Above love. I guess that is the diagnosis of the Doctor who has lost his patients, a disease in which all things lose their contours, conversations become meaningless, feelings false. Life passes.
The play from Bulgaria presents the famous Chekhov’s cherry orchard as a theatre, inverting the acting to the audience, and the audience on the stage, and presenting it directly as the estate of the characters from the eponymous drama. Naïve childhood and other important moments are shown, scattered around the stage, playing the game of catch and throwing who knows what from a rich arsenal of the comedy of the absurd. The actors are dead serious. They spread joy as they “collide on the scene,” as someone said last night.
There is no doubt that the show is trying once again to illuminate the secret of Chekhov’s long-lasting actuality from the nature of a man as homo ludens, the being of play. But the truth is the secret, the shroud, the undiscovered (aletheia), Greek philosophers thought. Without it, and without love, it is not possible to establish a world of reality. Therefore, in the end, curtains, shadows remain…To cry. Maybe. Be free and happy. Quite certainly – no. Have fun?

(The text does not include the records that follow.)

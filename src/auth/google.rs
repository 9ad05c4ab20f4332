use base64::{engine::general_purpose::URL_SAFE, Engine as _};
use serde::Deserialize;
use tracing::warn;

use crate::auth::error::AuthError;

/// Claims we read out of the Google credential's payload segment.
#[derive(Debug, Deserialize)]
pub struct GoogleClaims {
    pub email: Option<String>,
    pub name: Option<String>,
    /// Google's stable user id; extracted but not yet used.
    pub sub: Option<String>,
}

/// Decodes the payload of a Google ID token (compact JWS layout:
/// `header.payload.signature`, base64url segments).
///
/// The signature, issuer, and audience are NOT verified; the payload
/// is trusted as-is. Known security gap: a hardened deployment must
/// fetch Google's public keys and verify the signature plus
/// `aud`/`iss`/`exp` before trusting any claim in here.
pub fn decode_credential(credential: &str) -> Result<GoogleClaims, AuthError> {
    let parts: Vec<&str> = credential.split('.').collect();
    if parts.len() != 3 {
        return Err(AuthError::MalformedCredential);
    }

    // base64url without padding is the common on-wire form; restore
    // padding to a multiple of 4 before decoding.
    let mut payload = parts[1].to_string();
    while payload.len() % 4 != 0 {
        payload.push('=');
    }
    let decoded = URL_SAFE.decode(payload.as_bytes()).map_err(|e| {
        warn!(error = %e, "google credential payload is not valid base64url");
        AuthError::MalformedCredential
    })?;

    serde_json::from_slice(&decoded).map_err(|e| {
        warn!(error = %e, "google credential payload is not a JSON object");
        AuthError::MalformedCredential
    })
}

#[cfg(test)]
pub(crate) mod tests {
    use super::*;
    use base64::engine::general_purpose::URL_SAFE_NO_PAD;

    /// Builds a structurally valid credential around the given payload
    /// JSON. The signature segment is junk, which is exactly what the
    /// decode-only path ignores.
    pub(crate) fn fake_credential(payload_json: &str) -> String {
        let header = URL_SAFE_NO_PAD.encode(br#"{"alg":"RS256","typ":"JWT"}"#);
        let payload = URL_SAFE_NO_PAD.encode(payload_json.as_bytes());
        format!("{header}.{payload}.signature")
    }

    #[test]
    fn decodes_email_name_and_sub() {
        let cred = fake_credential(
            r#"{"email":"b@y.com","name":"Bob","sub":"10769150350006150715113082367"}"#,
        );
        let claims = decode_credential(&cred).expect("decode");
        assert_eq!(claims.email.as_deref(), Some("b@y.com"));
        assert_eq!(claims.name.as_deref(), Some("Bob"));
        assert!(claims.sub.is_some());
    }

    #[test]
    fn tolerates_unpadded_payload_segments() {
        // 10-byte payload encodes to 14 chars unpadded, forcing the
        // padding branch.
        let cred = fake_credential(r#"{"email":"a@b.c"}"#);
        assert_ne!(cred.split('.').nth(1).unwrap().len() % 4, 0);
        let claims = decode_credential(&cred).expect("decode");
        assert_eq!(claims.email.as_deref(), Some("a@b.c"));
    }

    #[test]
    fn rejects_wrong_segment_count() {
        for cred in ["", "only-one", "two.segments", "a.b.c.d"] {
            assert!(matches!(
                decode_credential(cred),
                Err(AuthError::MalformedCredential)
            ));
        }
    }

    #[test]
    fn rejects_non_base64_payload() {
        assert!(matches!(
            decode_credential("aGVhZGVy.!!not-base64!!.c2ln"),
            Err(AuthError::MalformedCredential)
        ));
    }

    #[test]
    fn rejects_non_json_payload() {
        let payload = URL_SAFE_NO_PAD.encode(b"plain text, not json");
        let cred = format!("aGVhZGVy.{payload}.c2ln");
        assert!(matches!(
            decode_credential(&cred),
            Err(AuthError::MalformedCredential)
        ));
    }
}
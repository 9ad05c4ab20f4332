use axum::async_trait;
use serde::{Deserialize, Serialize};
use sqlx::{FromRow, PgPool};
use tracing::error;

use crate::auth::error::AuthError;

/// User record in the database.
#[derive(Debug, Clone, Serialize, Deserialize, FromRow)]
pub struct User {
    pub id: i64,                   // assigned by the store, immutable
    pub email: String,             // unique login key, stored as received
    #[serde(skip_serializing)]
    pub hashed_password: String,   // argon2 PHC string; "" for provider accounts
    pub full_name: Option<String>,
    pub is_active: bool,
}

/// Fields for a user not yet persisted; the store assigns the id.
#[derive(Debug, Clone)]
pub struct NewUser {
    pub email: String,
    pub hashed_password: String,
    pub full_name: Option<String>,
    pub is_active: bool,
}

#[async_trait]
pub trait UserStore: Send + Sync {
    async fn find_by_email(&self, email: &str) -> Result<Option<User>, AuthError>;

    /// Persists a new user. Email uniqueness is enforced by the store
    /// itself, so a concurrent insert for the same email surfaces as
    /// `DuplicateEmail` rather than slipping past a stale lookup.
    async fn insert(&self, user: NewUser) -> Result<User, AuthError>;
}

pub struct PgUserStore {
    db: PgPool,
}

impl PgUserStore {
    pub fn new(db: PgPool) -> Self {
        Self { db }
    }
}

#[async_trait]
impl UserStore for PgUserStore {
    async fn find_by_email(&self, email: &str) -> Result<Option<User>, AuthError> {
        let user = sqlx::query_as::<_, User>(
            r#"
            SELECT id, email, hashed_password, full_name, is_active
            FROM users
            WHERE email = $1
            "#,
        )
        .bind(email)
        .fetch_optional(&self.db)
        .await
        .map_err(|e| {
            error!(error = %e, "find_by_email failed");
            AuthError::Internal(e.into())
        })?;
        Ok(user)
    }

    async fn insert(&self, user: NewUser) -> Result<User, AuthError> {
        let row = sqlx::query_as::<_, User>(
            r#"
            INSERT INTO users (email, hashed_password, full_name, is_active)
            VALUES ($1, $2, $3, $4)
            RETURNING id, email, hashed_password, full_name, is_active
            "#,
        )
        .bind(&user.email)
        .bind(&user.hashed_password)
        .bind(&user.full_name)
        .bind(user.is_active)
        .fetch_one(&self.db)
        .await
        .map_err(|e| {
            // The unique index on email closes the lookup-then-insert
            // race; a losing insert surfaces as a duplicate, not a 500.
            if e.as_database_error()
                .map(|db| db.is_unique_violation())
                .unwrap_or(false)
            {
                return AuthError::DuplicateEmail;
            }
            error!(error = %e, "insert user failed");
            AuthError::Internal(e.into())
        })?;
        Ok(row)
    }
}

#[cfg(test)]
pub(crate) mod memory {
    use std::sync::Mutex;

    use super::*;

    /// In-memory store so the auth flows can run without Postgres.
    #[derive(Default)]
    pub struct MemoryStore {
        users: Mutex<Vec<User>>,
    }

    impl MemoryStore {
        pub fn new() -> Self {
            Self::default()
        }

        pub fn len(&self) -> usize {
            self.users.lock().unwrap().len()
        }
    }

    #[async_trait]
    impl UserStore for MemoryStore {
        async fn find_by_email(&self, email: &str) -> Result<Option<User>, AuthError> {
            Ok(self
                .users
                .lock()
                .unwrap()
                .iter()
                .find(|u| u.email == email)
                .cloned())
        }

        async fn insert(&self, user: NewUser) -> Result<User, AuthError> {
            let mut users = self.users.lock().unwrap();
            if users.iter().any(|u| u.email == user.email) {
                return Err(AuthError::DuplicateEmail);
            }
            let stored = User {
                id: users.len() as i64 + 1,
                email: user.email,
                hashed_password: user.hashed_password,
                full_name: user.full_name,
                is_active: user.is_active,
            };
            users.push(stored.clone());
            Ok(stored)
        }
    }
}
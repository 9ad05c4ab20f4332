use serde::Deserialize;

#[derive(Debug, Clone, Deserialize)]
pub struct JwtConfig {
    pub secret: String,
    pub issuer: String,
    pub audience: String,
}

#[derive(Debug, Clone, Deserialize)]
pub struct AppConfig {
    pub database_url: String,
    pub jwt: JwtConfig,
}

impl AppConfig {
    /// Reads configuration from the environment once, at startup.
    /// A missing or empty `JWT_SECRET` is fatal: no token could ever
    /// be signed, so the process refuses to start.
    pub fn from_env() -> anyhow::Result<Self> {
        let database_url = std::env::var("DATABASE_URL")
            .map_err(|_| anyhow::anyhow!("DATABASE_URL must be set"))?;
        let secret = std::env::var("JWT_SECRET").unwrap_or_default();
        if secret.is_empty() {
            anyhow::bail!("JWT_SECRET must be set to a non-empty signing secret");
        }
        let jwt = JwtConfig {
            secret,
            issuer: std::env::var("JWT_ISSUER").unwrap_or_else(|_| "intelimaster".into()),
            audience: std::env::var("JWT_AUDIENCE")
                .unwrap_or_else(|_| "intelimaster-users".into()),
        };
        Ok(Self { database_url, jwt })
    }
}
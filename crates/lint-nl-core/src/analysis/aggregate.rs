//! Document-level feature aggregation.

use super::reports::{DocumentFeatures, SentenceFeatures};

/// Combine per-sentence features into document-level means.
///
/// Each feature averages independently over the sentences where it is
/// defined; a sentence missing one feature still contributes its others.
/// A feature no sentence defines stays `None` and will make the document
/// score unavailable.
#[tracing::instrument(skip_all, fields(sentences = features.len()))]
pub fn aggregate(features: &[SentenceFeatures]) -> DocumentFeatures {
    DocumentFeatures {
        mean_log_word_frequency: mean_of(features, |f| f.mean_log_word_frequency),
        mean_max_dependency_length: mean_of(features, |f| {
            f.max_dependency_length.map(|v| v as f64)
        }),
        mean_content_words_per_clause: mean_of(features, |f| f.content_words_per_clause),
        mean_proportion_concrete_nouns: mean_of(features, |f| f.proportion_concrete_nouns),
        sentence_count: features.len(),
    }
}

fn mean_of(
    features: &[SentenceFeatures],
    value: impl Fn(&SentenceFeatures) -> Option<f64>,
) -> Option<f64> {
    let defined: Vec<f64> = features.iter().filter_map(value).collect();
    if defined.is_empty() {
        None
    } else {
        Some(defined.iter().sum::<f64>() / defined.len() as f64)
    }
}
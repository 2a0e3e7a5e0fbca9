//! Scoring model configuration.
//!
//! Published revisions of the readability formula disagree on the exact
//! coefficient values, so the engine never hard-codes a revision outside
//! [`Coefficients::default`]. A deployment pins its model by shipping a
//! config file (or environment overrides) that the loader merges over the
//! defaults.
//!
//! # Supported formats
//!
//! - TOML (`.toml`)
//! - YAML (`.yaml`, `.yml`)
//! - JSON (`.json`)
//!
//! # Config file locations (in order of precedence, highest first):
//! - explicit files passed via [`ModelConfigLoader::with_file`]
//! - `lint-nl.<ext>` in the search directory or any parent
//! - `.lint-nl.<ext>` in the search directory or any parent
//!
//! When multiple files exist in the same directory, all are merged via
//! figment with later extensions overriding earlier. Environment variables
//! prefixed `LINT_NL_` override everything.

use camino::{Utf8Path, Utf8PathBuf};
use figment::Figment;
use figment::providers::{Env, Format, Json, Serialized, Toml, Yaml};
use serde::{Deserialize, Serialize};

use crate::analysis::AnalysisOptions;
use crate::error::{ConfigError, ConfigResult};
use crate::scoring::Coefficients;

/// The configuration for a readability model deployment.
#[derive(Debug, Clone, Default, Deserialize, Serialize, PartialEq)]
#[serde(default)]
pub struct ModelConfig {
    /// Regression coefficients; defaults to the reference fit.
    pub coefficients: Coefficients,
    /// Analysis tunables (compound adjustment, report verbosity).
    pub analysis: AnalysisOptions,
    /// Free-form identifier of the coefficient revision in use.
    pub model_version: Option<String>,
}

/// Supported configuration file extensions (in order of preference).
const CONFIG_EXTENSIONS: &[&str] = &["toml", "yaml", "yml", "json"];

/// Config file base name.
const APP_NAME: &str = "lint-nl";

/// Builder for loading the model configuration from multiple sources.
#[derive(Debug, Default)]
pub struct ModelConfigLoader {
    /// Starting directory for project config search.
    project_search_root: Option<Utf8PathBuf>,
    /// Stop searching when we hit a directory containing this file/dir.
    boundary_marker: Option<String>,
    /// Explicit config files to load (for testing or programmatic use).
    explicit_files: Vec<Utf8PathBuf>,
}

impl ModelConfigLoader {
    /// Create a loader with default settings.
    pub fn new() -> Self {
        Self {
            project_search_root: None,
            boundary_marker: Some(".git".to_string()),
            explicit_files: Vec::new(),
        }
    }

    /// Set the starting directory for project config search.
    ///
    /// The loader walks up from this directory looking for config files.
    pub fn with_project_search<P: AsRef<Utf8Path>>(mut self, path: P) -> Self {
        self.project_search_root = Some(path.as_ref().to_path_buf());
        self
    }

    /// Set a boundary marker to stop directory traversal. Default is `.git`.
    pub fn with_boundary_marker<S: Into<String>>(mut self, marker: S) -> Self {
        self.boundary_marker = Some(marker.into());
        self
    }

    /// Disable the boundary marker (search all the way to the filesystem
    /// root).
    pub fn without_boundary_marker(mut self) -> Self {
        self.boundary_marker = None;
        self
    }

    /// Add an explicit config file to load.
    ///
    /// Files are loaded in order, with later files taking precedence.
    /// Explicit files are loaded after discovered files.
    pub fn with_file<P: AsRef<Utf8Path>>(mut self, path: P) -> Self {
        self.explicit_files.push(path.as_ref().to_path_buf());
        self
    }

    /// Load the configuration, merging all discovered sources.
    ///
    /// Precedence (highest to lowest):
    /// 1. `LINT_NL_` environment variables
    /// 2. Explicit files (in order added via `with_file`)
    /// 3. Project config (closest directory with any match)
    /// 4. Default values
    #[tracing::instrument(skip(self), fields(search_root = ?self.project_search_root))]
    pub fn load(self) -> ConfigResult<ModelConfig> {
        tracing::debug!("loading model configuration");
        let mut figment = Figment::new().merge(Serialized::defaults(ModelConfig::default()));

        if let Some(ref root) = self.project_search_root {
            for pc in self.find_project_configs(root) {
                figment = Self::merge_file(figment, &pc);
            }
        }

        for file in &self.explicit_files {
            figment = Self::merge_file(figment, file);
        }

        figment = figment.merge(Env::prefixed("LINT_NL_").lowercase(true));

        let config: ModelConfig = figment
            .extract()
            .map_err(|e| ConfigError::Deserialize(Box::new(e)))?;
        tracing::debug!(model_version = ?config.model_version, "model configuration loaded");
        Ok(config)
    }

    /// Load the configuration, erroring if no config file is found.
    pub fn load_or_error(self) -> ConfigResult<ModelConfig> {
        let has_project = self
            .project_search_root
            .as_ref()
            .map(|root| !self.find_project_configs(root).is_empty())
            .unwrap_or(false);
        let has_explicit = !self.explicit_files.is_empty();

        if !has_project && !has_explicit {
            return Err(ConfigError::NotFound);
        }

        self.load()
    }

    /// Find project config files by walking up from the given directory.
    ///
    /// Returns all matching files from the closest directory that has any
    /// match, ordered low-to-high precedence: dotfiles before regular files.
    fn find_project_configs(&self, start: &Utf8Path) -> Vec<Utf8PathBuf> {
        let mut current = Some(start.to_path_buf());

        while let Some(dir) = current {
            let mut found = Vec::new();

            for ext in CONFIG_EXTENSIONS {
                let dotfile = dir.join(format!(".{APP_NAME}.{ext}"));
                if dotfile.is_file() {
                    found.push(dotfile);
                }
            }
            for ext in CONFIG_EXTENSIONS {
                let regular = dir.join(format!("{APP_NAME}.{ext}"));
                if regular.is_file() {
                    found.push(regular);
                }
            }

            if !found.is_empty() {
                return found;
            }

            // Check for the boundary marker AFTER checking config files,
            // so a config in the same directory as the marker is found.
            if let Some(ref marker) = self.boundary_marker
                && dir.join(marker).exists()
                && dir != start
            {
                break;
            }

            current = dir.parent().map(Utf8Path::to_path_buf);
        }

        Vec::new()
    }

    /// Merge a config file into the figment, detecting format from the
    /// extension.
    fn merge_file(figment: Figment, path: &Utf8Path) -> Figment {
        match path.extension() {
            Some("yaml" | "yml") => figment.merge(Yaml::file_exact(path.as_str())),
            Some("json") => figment.merge(Json::file_exact(path.as_str())),
            _ => figment.merge(Toml::file_exact(path.as_str())),
        }
    }
}

#[cfg(test)]
mod tests {
    use super::*;
    use std::fs;
    use std::sync::Mutex;
    use tempfile::TempDir;

    /// Serializes tests that mutate environment variables via
    /// `set_var`/`remove_var`.
    static TEST_ENV_MUTEX: Mutex<()> = Mutex::new(());

    #[test]
    fn default_config_carries_the_reference_fit() {
        let config = ModelConfig::default();
        assert_eq!(config.coefficients, Coefficients::default());
        assert!(config.analysis.compound_frequency_adjustment);
        assert!(config.model_version.is_none());
    }

    #[test]
    fn loader_succeeds_with_defaults_when_nothing_found() {
        let config = ModelConfigLoader::new()
            .without_boundary_marker()
            .load()
            .unwrap();
        assert_eq!(config, ModelConfig::default());
    }

    #[test]
    fn file_overrides_default_coefficients() {
        let tmp = TempDir::new().unwrap();
        let config_path = tmp.path().join("model.toml");
        fs::write(
            &config_path,
            r#"model_version = "2019-fit"

[coefficients]
constant = -5.16
"#,
        )
        .unwrap();
        let config_path = Utf8PathBuf::try_from(config_path).unwrap();

        let config = ModelConfigLoader::new()
            .with_file(&config_path)
            .load()
            .unwrap();

        assert_eq!(config.coefficients.constant, -5.16);
        // Unset weights keep their defaults.
        assert_eq!(config.coefficients.frequency, Coefficients::default().frequency);
        assert_eq!(config.model_version.as_deref(), Some("2019-fit"));
    }

    #[test]
    fn later_file_overrides_earlier() {
        let tmp = TempDir::new().unwrap();
        let base = tmp.path().join("base.toml");
        fs::write(&base, "model_version = \"a\"\n").unwrap();
        let over = tmp.path().join("override.toml");
        fs::write(&over, "model_version = \"b\"\n").unwrap();

        let base = Utf8PathBuf::try_from(base).unwrap();
        let over = Utf8PathBuf::try_from(over).unwrap();

        let config = ModelConfigLoader::new()
            .with_file(&base)
            .with_file(&over)
            .load()
            .unwrap();
        assert_eq!(config.model_version.as_deref(), Some("b"));
    }

    #[test]
    fn project_config_discovered_by_walking_up() {
        let tmp = TempDir::new().unwrap();
        let project = tmp.path().join("project");
        let deep = project.join("texts").join("deep");
        fs::create_dir_all(&deep).unwrap();
        fs::write(project.join(".lint-nl.toml"), "model_version = \"v2\"\n").unwrap();

        let deep = Utf8PathBuf::try_from(deep).unwrap();

        let config = ModelConfigLoader::new()
            .without_boundary_marker()
            .with_project_search(&deep)
            .load()
            .unwrap();
        assert_eq!(config.model_version.as_deref(), Some("v2"));
    }

    #[test]
    fn boundary_marker_stops_the_search() {
        let tmp = TempDir::new().unwrap();
        let parent = tmp.path().join("parent");
        let child = parent.join("child");
        let work = child.join("work");
        fs::create_dir_all(&work).unwrap();

        fs::write(parent.join(".lint-nl.toml"), "model_version = \"far\"\n").unwrap();
        fs::create_dir(child.join(".git")).unwrap();

        let work = Utf8PathBuf::try_from(work).unwrap();

        let config = ModelConfigLoader::new()
            .with_boundary_marker(".git")
            .with_project_search(&work)
            .load()
            .unwrap();
        assert!(config.model_version.is_none());
    }

    #[test]
    fn regular_file_overrides_dotfile() {
        let tmp = TempDir::new().unwrap();
        fs::write(tmp.path().join(".lint-nl.toml"), "model_version = \"dot\"\n").unwrap();
        fs::write(tmp.path().join("lint-nl.toml"), "model_version = \"reg\"\n").unwrap();

        let tmp_path = Utf8PathBuf::try_from(tmp.path().to_path_buf()).unwrap();

        let config = ModelConfigLoader::new()
            .without_boundary_marker()
            .with_project_search(&tmp_path)
            .load()
            .unwrap();
        assert_eq!(config.model_version.as_deref(), Some("reg"));
    }

    #[test]
    fn load_or_error_fails_when_no_config() {
        let result = ModelConfigLoader::new()
            .without_boundary_marker()
            .load_or_error();
        assert!(matches!(result, Err(ConfigError::NotFound)));
    }

    #[test]
    fn yaml_config_loads() {
        let tmp = TempDir::new().unwrap();
        let config_path = tmp.path().join("model.yaml");
        fs::write(
            &config_path,
            "coefficients:\n  concrete: 11.72\nanalysis:\n  least_frequent_words: 3\n",
        )
        .unwrap();
        let config_path = Utf8PathBuf::try_from(config_path).unwrap();

        let config = ModelConfigLoader::new()
            .with_file(&config_path)
            .load()
            .unwrap();
        assert_eq!(config.coefficients.concrete, 11.72);
        assert_eq!(config.analysis.least_frequent_words, 3);
    }

    #[test]
    #[allow(unsafe_code)]
    fn env_var_overrides_file_config() {
        let _lock = TEST_ENV_MUTEX.lock().unwrap_or_else(|e| e.into_inner());

        let tmp = TempDir::new().unwrap();
        let config_path = tmp.path().join("model.toml");
        fs::write(&config_path, "model_version = \"file\"\n").unwrap();
        let config_path = Utf8PathBuf::try_from(config_path).unwrap();

        // SAFETY: Test environment — mutex serializes env access across tests.
        unsafe {
            std::env::set_var("LINT_NL_MODEL_VERSION", "env");
        }

        let config = ModelConfigLoader::new()
            .with_file(&config_path)
            .load()
            .unwrap();
        assert_eq!(config.model_version.as_deref(), Some("env"));

        // SAFETY: Cleanup after test.
        unsafe {
            std::env::remove_var("LINT_NL_MODEL_VERSION");
        }
    }
}
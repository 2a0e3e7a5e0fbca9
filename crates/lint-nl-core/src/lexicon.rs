//! Read-only lexical resource store.
//!
//! Holds the five lookup tables the engine needs: word frequencies (Zipf
//! scale), the frequency skip-list, the compound → base-word table, the
//! noun semantic-type lexicon, and the manner-adverb set. The tables are
//! supplied by an external collaborator at process start; this module only
//! defines the query contract and the in-memory representation.
//!
//! The store is immutable after construction and `Send + Sync`, so one
//! instance can be shared by reference across any number of concurrent
//! analyses without locking. All lookups are case-insensitive on the lemma
//! form; keys are lowercased once at insert time.

use std::collections::{HashMap, HashSet};

use schemars::JsonSchema;
use serde::{Deserialize, Serialize};

/// Semantic class assigned to a noun by the lexicon.
///
/// Nouns absent from the lexicon are "unknown", which is the absence of a
/// [`NounInfo`] rather than a class of its own: unknown nouns are reported
/// but never enter the concreteness proportion.
#[derive(Debug, Clone, Copy, PartialEq, Eq, Hash, Serialize, Deserialize, JsonSchema)]
#[serde(rename_all = "lowercase")]
pub enum SemanticClass {
    /// Concrete noun (tangible referent).
    Concrete,
    /// Abstract noun.
    Abstract,
    /// Listed in the lexicon but without a decided class.
    Undefined,
}

/// Lexicon entry for a noun.
#[derive(Debug, Clone, PartialEq, Eq, Serialize, Deserialize, JsonSchema)]
pub struct NounInfo {
    /// Fine-grained semantic type from the lexicon (e.g. "artefact").
    pub semantic_type: String,
    /// Coarse semantic class used by the concreteness feature.
    pub class: SemanticClass,
}

/// The five lookup tables as a serde-friendly bundle.
///
/// This is the hand-over format for the lexicon collaborator: deserialize
/// from wherever the tables live and convert into a [`LexiconStore`]. The
/// compound table must map plural compound forms to the *singular* base
/// word (the upstream word list enumerates singular and plural keys side
/// by side).
#[derive(Debug, Clone, Default, Serialize, Deserialize, JsonSchema)]
#[serde(default)]
pub struct LexiconTables {
    /// Word → Zipf frequency.
    pub frequencies: HashMap<String, f64>,
    /// Lemmas excluded from the frequency feature.
    pub skip_list: Vec<String>,
    /// Compound (singular or plural) → singular base word.
    pub compounds: HashMap<String, String>,
    /// Noun → semantic type and class.
    pub nouns: HashMap<String, NounInfo>,
    /// Adverb lemmas that count as content words.
    pub manner_adverbs: Vec<String>,
}

/// Immutable store over the five lexical lookup tables.
#[derive(Debug, Clone, Default)]
pub struct LexiconStore {
    frequencies: HashMap<String, f64>,
    skip_list: HashSet<String>,
    compounds: HashMap<String, String>,
    nouns: HashMap<String, NounInfo>,
    manner_adverbs: HashSet<String>,
}

impl LexiconStore {
    /// Start building a store, mostly useful for tests and small fixtures.
    pub fn builder() -> LexiconBuilder {
        LexiconBuilder::default()
    }

    /// Zipf frequency of a lemma, or `None` when the corpus has no entry.
    pub fn frequency(&self, lemma: &str) -> Option<f64> {
        self.frequencies.get(&lemma.to_lowercase()).copied()
    }

    /// Whether the lemma is on the frequency skip-list.
    pub fn is_skipped(&self, lemma: &str) -> bool {
        self.skip_list.contains(&lemma.to_lowercase())
    }

    /// Resolve a compound to its singular base word; identity otherwise.
    pub fn base_word<'a>(&'a self, lemma: &'a str) -> &'a str {
        self.compounds
            .get(&lemma.to_lowercase())
            .map_or(lemma, String::as_str)
    }

    /// Semantic information for a noun, or `None` when unknown.
    pub fn noun_info(&self, lemma: &str) -> Option<&NounInfo> {
        self.nouns.get(&lemma.to_lowercase())
    }

    /// Whether the lemma is a manner adverb.
    pub fn is_manner_adverb(&self, lemma: &str) -> bool {
        self.manner_adverbs.contains(&lemma.to_lowercase())
    }
}

impl From<LexiconTables> for LexiconStore {
    fn from(tables: LexiconTables) -> Self {
        let mut builder = LexiconBuilder::default();
        for (word, zipf) in tables.frequencies {
            builder = builder.frequency(word, zipf);
        }
        for word in tables.skip_list {
            builder = builder.skip(word);
        }
        for (compound, base) in tables.compounds {
            builder = builder.compound(compound, base);
        }
        for (word, info) in tables.nouns {
            builder = builder.noun(word, info.semantic_type, info.class);
        }
        for word in tables.manner_adverbs {
            builder = builder.manner_adverb(word);
        }
        builder.build()
    }
}

/// Builder for [`LexiconStore`]; lowercases every key at insert time.
#[derive(Debug, Default)]
pub struct LexiconBuilder {
    store: LexiconStore,
}

impl LexiconBuilder {
    /// Add a word → Zipf frequency entry.
    #[must_use]
    pub fn frequency(mut self, word: impl Into<String>, zipf: f64) -> Self {
        self.store.frequencies.insert(lower(word), zipf);
        self
    }

    /// Add a lemma to the frequency skip-list.
    #[must_use]
    pub fn skip(mut self, word: impl Into<String>) -> Self {
        self.store.skip_list.insert(lower(word));
        self
    }

    /// Map a compound (any of its forms) to its singular base word.
    #[must_use]
    pub fn compound(mut self, compound: impl Into<String>, base: impl Into<String>) -> Self {
        self.store.compounds.insert(lower(compound), lower(base));
        self
    }

    /// Add a noun with its semantic type and class.
    #[must_use]
    pub fn noun(
        mut self,
        word: impl Into<String>,
        semantic_type: impl Into<String>,
        class: SemanticClass,
    ) -> Self {
        self.store.nouns.insert(
            lower(word),
            NounInfo {
                semantic_type: semantic_type.into(),
                class,
            },
        );
        self
    }

    /// Add a manner adverb.
    #[must_use]
    pub fn manner_adverb(mut self, word: impl Into<String>) -> Self {
        self.store.manner_adverbs.insert(lower(word));
        self
    }

    /// Finish building.
    pub fn build(self) -> LexiconStore {
        self.store
    }
}

fn lower(word: impl Into<String>) -> String {
    word.into().to_lowercase()
}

And then Serbia on the table, a Serb under the table, as the outcome of the new version of the “Balkan Spy” by Dušan Kovačević, directed by Tatjana Mandić Rigonat, National Theatre Belgrade. The tragedy is that it is not a tavern, but the house of Ilija Čvorović (Ljubomir Bandović), a man losing his mind, family, and even his life.
The pressure of politics, as viewed by the stage director, is current and really no longer just on the radio and newspapers, but in the stage play, introduced as a parallel reality, through the procedure of introducing news host, singer (Vanja Milačić), who not only appears on television, but also live, on the stage, all glowing and brilliant, just like the news she announces, while Danica (Nela Mihailović) struggles in the green market, serving the household with an empty refrigerator.
Added onto the “natural state” of things in Kovačević’s drama from the time of socialism, with the actualized changes and updates, simultaneously showing the unchangeable same dose of black-humour spirit, the directorial interventions are consistent, effective, very critical, especially when (new) media image starts to affect Ilija, who is even funnier with a mobile phone than with a camera in his hand, or with an AV inscription on the channel by means of which he turns on the surveillance camera in the Subtenant’s room.
Troubles begin almost immediately at the beginning, when the main, otherwise excellent actor, “forgets” that he is not be allowed in the first few scenes to use all the tragic and comic potential of his character, so when the action and his madness are to culminate, he begins to repeat himself. More troubles follow when his sister and not his brother Djura (Dušanka Stojanović Glid) join him on the stage, without a clear justification or some new level of significance, except for a mere surprise, for the sake of complications, in relation to Kovačević’s original. This actress represents Djura as culmination of what is called fake in the theatre, and so strongly disturbs the otherwise really well-formed realistic pattern of the game. The fact that there is long to be waited for until the end is an old criticism in relation to Kovačević’s texts written for actors, which Tatjana Mandić Rigonat as a dramaturge of the play did not take into account.
And finally, Ibsen, Strindberg, Bergman … Dogma. A series of fog sprayers hiding a clean, decorated world of a Western man, when viewed from outside. In the last generations, having culminated in Dogma’s poetry and the dramaturgy of blood and sperm, the authors seemed less and less psychological, and increasingly brutal…
“Festen” as a birthday party of a wealthy Helge (Dime Iliev), will be an opportunity for a reunited family to deal with the demons, because of which pater families has one member less – a suicide daughter. The sons Christian (Aleksandar Stepanuelski) and Michael (Dejan Lilić) are supports of the action, but as with Agatha Christie, the butler, the maid, and the cook have a say in everything, too.
The stage director Zoja Buzalkovska’s makes the performance current with a stylish decency, primarily by treating the space with exceptional success (the set design by the stage director and Todor Daevski), which opens the field of meaning, either by the dominant bathtub, semi-transparent curtain or emptied room. Contextually, the performance still seems remote. Pedophilia and racism in a bourgeois family, the pillar of private property, capitalism if you want, and even the country, are the themes that certainly exist here, too, and have their place as universal, but they certainly are not even close to the top list of the reflection of our anguish and troubles.
Another basic problem of otherwise a good performance (hence the higher demands) is the imbalance of the acting ensemble’s play where there is a discrepancy between the strictly controlled internal state, the gesture, the stage setting (the role of the father, the mother, Christian …), which increases the suspense and, on the other hand, unnecessarily loose, expressionist, subtly realistic underlined attitude towards characters, relations and situation, “best” represented by the acting of Dejan Lilić as Michael.